> **REQUIREMENT**
Output only the lines below from the one containing "when interrupted. The" to the one containing "lowest-sequence election node.", exactly as written, both ends kept.

> **DATA TO PROCESS**
//! In-process cluster runner
//!
//! Starts a set of participants on one shared ensemble. Each participant owns
//! a session with its own dispatcher task, an elector, a registry and the
//! election actions tying them together, just as separate processes would.

use std::sync::Arc;
use std::time::Duration;

use futures::future::join_all;
use succession_common::{CoordinationError, Result, node_name, service_address};
use succession_consistency::{LeaderElector, rank_candidates};
use succession_coordination::{CoordinationClient, MemoryEnsemble, MemorySession};
use succession_naming::{AddressView, ServiceRegistry};
use tokio::task::JoinHandle;
use tokio::time::{Instant, interval_at};
use tracing::{info, warn};

use super::connection_watcher::ConnectionWatcher;
use super::election_action::ElectionAction;
use super::target_watcher::TargetWatcher;
use crate::startup::{ShutdownSignal, run_with_shutdown};

/// Settings for [`Cluster::start`].
#[derive(Debug, Clone)]
pub struct ClusterSettings {
    pub size: usize,
    pub election_namespace: String,
    pub registry_namespace: String,
    pub scheme: String,
    pub host: String,
    /// Participant `i` publishes `base_port + i`
    pub base_port: u16,
    pub report_interval: Duration,
    /// Expire the current leader this often; `None` disables failover
    pub failover_interval: Option<Duration>,
    pub target_path: Option<String>,
}

impl ClusterSettings {
    /// Port published by participant `index`, if it fits in a `u16`.
    pub fn port_of(&self, index: usize) -> Option<u16> {
        u16::try_from(index)
            .ok()
            .and_then(|offset| self.base_port.checked_add(offset))
    }

    /// Reject settings that would reuse ports or stall the run loop.
    pub fn validate(&self) -> Result<()> {
        if self.size > 0 && self.port_of(self.size - 1).is_none() {
            return Err(CoordinationError::BadArguments(format!(
                "{} participants starting at port {} exceed the port range",
                self.size, self.base_port
            )));
        }
        if self.report_interval.is_zero() {
            return Err(CoordinationError::BadArguments(
                "report interval must be positive".to_string(),
            ));
        }
        if self.failover_interval.is_some_and(|period| period.is_zero()) {
            return Err(CoordinationError::BadArguments(
                "failover interval must be positive".to_string(),
            ));
        }
        Ok(())
    }
}

/// One member of the cluster.
pub struct Participant {
    name: String,
    address: String,
    session: Arc<MemorySession>,
    elector: Arc<LeaderElector>,
    registry: Arc<ServiceRegistry>,
    target: Option<Arc<TargetWatcher>>,
    shutdown: ShutdownSignal,
    dispatcher: JoinHandle<()>,
}

impl Participant {
    /// Connect, volunteer, and run the first election round.
    pub async fn join(
        ensemble: &MemoryEnsemble,
        settings: &ClusterSettings,
        index: usize,
    ) -> Result<Self> {
        let name = format!("participant-{}", index + 1);
        let port = settings.port_of(index).ok_or_else(|| {
            CoordinationError::BadArguments(format!("no port left for {}", name))
        })?;
        let address = service_address(&settings.scheme, &settings.host, port);

        let shutdown = ShutdownSignal::new();
        let connection_watcher = Arc::new(ConnectionWatcher::new(name.clone(), shutdown.clone()));
        let (session, dispatcher) = ensemble.connect(connection_watcher);
        let dispatcher = tokio::spawn(dispatcher.run());

        let registry =
            ServiceRegistry::with_namespace(session.clone(), settings.registry_namespace.clone());
        registry.ensure_registry_namespace().await?;

        let action = Arc::new(ElectionAction::new(registry.clone(), address.clone()));
        let elector = LeaderElector::with_namespace(
            session.clone(),
            action,
            settings.election_namespace.clone(),
        );
        elector.ensure_namespace().await?;
        elector.volunteer().await?;
        elector.elect_leader().await?;

        let target = match &settings.target_path {
            Some(path) => {
                let target = TargetWatcher::new(session.clone(), path.clone());
                target.watch().await?;
                Some(target)
            }
            None => None,
        };

        info!(
            "Participant joined: name={}, address={}, session={}",
            name,
            address,
            session.session_id()
        );

        Ok(Self {
            name,
            address,
            session,
            elector,
            registry,
            target,
            shutdown,
            dispatcher,
        })
    }

    pub fn name(&self) -> &str {
        &self.name
    }

    pub fn address(&self) -> &str {
        &self.address
    }

    pub fn session_id(&self) -> u64 {
        self.session.session_id()
    }

    pub fn elector(&self) -> &Arc<LeaderElector> {
        &self.elector
    }

    pub fn registry(&self) -> &Arc<ServiceRegistry> {
        &self.registry
    }

    pub fn target(&self) -> Option<&Arc<TargetWatcher>> {
        self.target.as_ref()
    }

    /// Fires once the participant's session is gone.
    pub fn shutdown_signal(&self) -> &ShutdownSignal {
        &self.shutdown
    }

    pub fn is_connected(&self) -> bool {
        !self.shutdown.is_shutdown()
    }
}

/// A set of participants sharing one ensemble.
pub struct Cluster {
    ensemble: MemoryEnsemble,
    settings: ClusterSettings,
    participants: Vec<Participant>,
}

impl Cluster {
    /// Start `settings.size` participants one after another on a fresh ensemble.
    pub async fn start(settings: ClusterSettings) -> Result<Self> {
        Self::start_on(MemoryEnsemble::new(), settings).await
    }

    /// Like [`Cluster::start`], but gives up once `shutdown` fires.
    ///
    /// Returns `None` when interrupted. The half-started ensemble is dropped,
    /// which ends the sessions of participants that already joined.
    pub async fn start_with_shutdown(
        settings: ClusterSettings,
        shutdown: &ShutdownSignal,
    ) -> Result<Option<Self>> {
        match run_with_shutdown(Self::start(settings), shutdown).await {
            Some(cluster) => cluster.map(Some),
            None => {
                info!("Cluster start interrupted by shutdown");
                Ok(None)
            }
        }
    }

    pub async fn start_on(ensemble: MemoryEnsemble, settings: ClusterSettings) -> Result<Self> {
        settings.validate()?;

        let mut participants = Vec::with_capacity(settings.size);
        for index in 0..settings.size {
            participants.push(Participant::join(&ensemble, &settings, index).await?);
        }

        info!(
            "Cluster started: participants={}, election={}, registry={}",
            participants.len(),
            settings.election_namespace,
            settings.registry_namespace
        );
        crate::metrics::set_cluster_participants(participants.len());

        Ok(Self {
            ensemble,
            settings,
            participants,
        })
    }

    pub fn ensemble(&self) -> &MemoryEnsemble {
        &self.ensemble
    }

    pub fn participants(&self) -> &[Participant] {
        &self.participants
    }

    pub fn connected(&self) -> usize {
        self.participants.iter().filter(|p| p.is_connected()).count()
    }

    /// The participant owning the lowest-sequence election node.
    pub fn leader(&self) -> Option<&Participant> {
        let ranked = rank_candidates(self.ensemble.children_of(&self.settings.election_namespace));
        let first = ranked.first()?;
        self.participants.iter().find(|p| {
            p.elector
                .candidate()
                .is_some_and(|candidate| node_name(&candidate) == first.name)
        })
    }

    /// Expire the current leader's session. Returns the expired participant's name.
    pub fn fail_leader(&self) -> Option<String> {
        let leader = self.leader()?;
        if !self.ensemble.expire(leader.session_id()) {
            return None;
        }
        warn!("Expired leader session: participant={}", leader.name);
        Some(leader.name.clone())
    }

    /// The leader's current address view.
    pub async fn leader_view(&self) -> Option<Arc<AddressView>> {
        let leader = self.leader()?;
        match leader.registry.get_all_service_addresses().await {
            Ok(view) => Some(view),
            Err(e) => {
                warn!(
                    "Failed to read leader view: participant={}, error={}",
                    leader.name, e
                );
                None
            }
        }
    }

    /// Log the current leader and the workers it sees.
    pub async fn report(&self) {
        let connected = self.connected();
        crate::metrics::set_cluster_participants(connected);

        let Some(leader) = self.leader() else {
            info!("No leader elected: connected={}", connected);
            return;
        };

        match self.leader_view().await {
            Some(view) => info!(
                "Cluster status: leader={}, connected={}, view_version={}, workers={:?}",
                leader.name,
                connected,
                view.version(),
                view.addresses()
            ),
            None => info!(
                "Cluster status: leader={}, connected={}",
                leader.name, connected
            ),
        }
    }

    /// Report periodically, and expire the leader on the failover interval if
    /// set, until `shutdown` fires or every participant has disconnected.
    pub async fn run(&self, shutdown: &ShutdownSignal) {
        let mut report = interval_at(
            Instant::now() + self.settings.report_interval,
            self.settings.report_interval,
        );
        let mut failover = self
            .settings
            .failover_interval
            .map(|period| interval_at(Instant::now() + period, period));

        let all_disconnected = join_all(self.participants.iter().map(|p| p.shutdown.wait()));
        tokio::pin!(all_disconnected);

        loop {
            tokio::select! {
                _ = shutdown.wait() => {
                    info!("Shutdown requested, stopping cluster");
                    break;
                }
                _ = &mut all_disconnected => {
                    info!("All participants disconnected, stopping cluster");
                    break;
                }
                _ = report.tick() => {
                    self.report().await;
                }
                _ = async {
                    match failover.as_mut() {
                        Some(timer) => {
                            timer.tick().await;
                        }
                        None => std::future::pending::<()>().await,
                    }
                } => {
                    if let Some(name) = self.fail_leader() {
                        info!("Failover triggered: expired={}", name);
                    }
                }
            }
        }
    }

    /// Close every remaining session and wait for the dispatchers to drain.
    pub async fn stop(self) {
        for participant in &self.participants {
            participant.session.close();
        }
        for participant in self.participants {
            if let Err(e) = participant.dispatcher.await {
                warn!(
                    "Dispatcher task failed: participant={}, error={}",
                    participant.name, e
                );
            }
        }
        crate::metrics::set_cluster_participants(0);
        info!("Cluster stopped");
    }
}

> **WRITTEN RESPONSE**
    /// Returns `None` when interrupted. The half-started ensemble is dropped,
    /// which ends the sessions of participants that already joined.
    pub async fn start_with_shutdown(
        settings: ClusterSettings,
        shutdown: &ShutdownSignal,
    ) -> Result<Option<Self>> {
        match run_with_shutdown(Self::start(settings), shutdown).await {
            Some(cluster) => cluster.map(Some),
            None => {
                info!("Cluster start interrupted by shutdown");
                Ok(None)
            }
        }
    }

    pub async fn start_on(ensemble: MemoryEnsemble, settings: ClusterSettings) -> Result<Self> {
        settings.validate()?;

        let mut participants = Vec::with_capacity(settings.size);
        for index in 0..settings.size {
            participants.push(Participant::join(&ensemble, &settings, index).await?);
        }

        info!(
            "Cluster started: participants={}, election={}, registry={}",
            participants.len(),
            settings.election_namespace,
            settings.registry_namespace
        );
        crate::metrics::set_cluster_participants(participants.len());

        Ok(Self {
            ensemble,
            settings,
            participants,
        })
    }

    pub fn ensemble(&self) -> &MemoryEnsemble {
        &self.ensemble
    }

    pub fn participants(&self) -> &[Participant] {
        &self.participants
    }

    pub fn connected(&self) -> usize {
        self.participants.iter().filter(|p| p.is_connected()).count()
    }

    /// The participant owning the lowest-sequence election node.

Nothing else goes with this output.